Problem statement » From the entries below, pull out each line where "ServerHooks" appears.

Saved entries

________

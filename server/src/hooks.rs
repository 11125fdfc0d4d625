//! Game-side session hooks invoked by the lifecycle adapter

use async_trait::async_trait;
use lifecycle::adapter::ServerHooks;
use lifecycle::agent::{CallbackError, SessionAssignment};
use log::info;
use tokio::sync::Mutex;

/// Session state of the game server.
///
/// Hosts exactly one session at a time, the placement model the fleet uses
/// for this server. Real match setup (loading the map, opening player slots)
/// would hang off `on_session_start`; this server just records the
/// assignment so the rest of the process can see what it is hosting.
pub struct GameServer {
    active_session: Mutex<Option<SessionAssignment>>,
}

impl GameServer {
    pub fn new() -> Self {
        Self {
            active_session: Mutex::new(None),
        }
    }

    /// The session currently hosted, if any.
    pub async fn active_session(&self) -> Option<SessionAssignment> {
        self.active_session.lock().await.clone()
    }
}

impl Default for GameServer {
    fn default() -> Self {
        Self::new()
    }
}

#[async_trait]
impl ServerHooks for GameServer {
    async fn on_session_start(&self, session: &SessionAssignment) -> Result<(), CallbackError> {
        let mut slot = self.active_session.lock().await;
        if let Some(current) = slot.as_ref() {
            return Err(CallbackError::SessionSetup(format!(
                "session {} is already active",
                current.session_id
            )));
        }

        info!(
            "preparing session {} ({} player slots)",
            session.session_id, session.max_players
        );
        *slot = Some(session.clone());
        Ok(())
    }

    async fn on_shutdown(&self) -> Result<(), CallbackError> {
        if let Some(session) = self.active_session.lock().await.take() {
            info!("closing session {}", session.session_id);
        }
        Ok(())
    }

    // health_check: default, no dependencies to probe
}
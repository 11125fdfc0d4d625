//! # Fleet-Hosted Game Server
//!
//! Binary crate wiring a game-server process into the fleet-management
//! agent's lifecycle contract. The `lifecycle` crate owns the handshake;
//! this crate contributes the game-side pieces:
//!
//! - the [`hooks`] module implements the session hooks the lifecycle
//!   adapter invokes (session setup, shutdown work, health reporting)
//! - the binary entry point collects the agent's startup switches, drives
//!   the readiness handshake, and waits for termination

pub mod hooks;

________

Expected answer »
use lifecycle::adapter::ServerHooks;
impl ServerHooks for GameServer {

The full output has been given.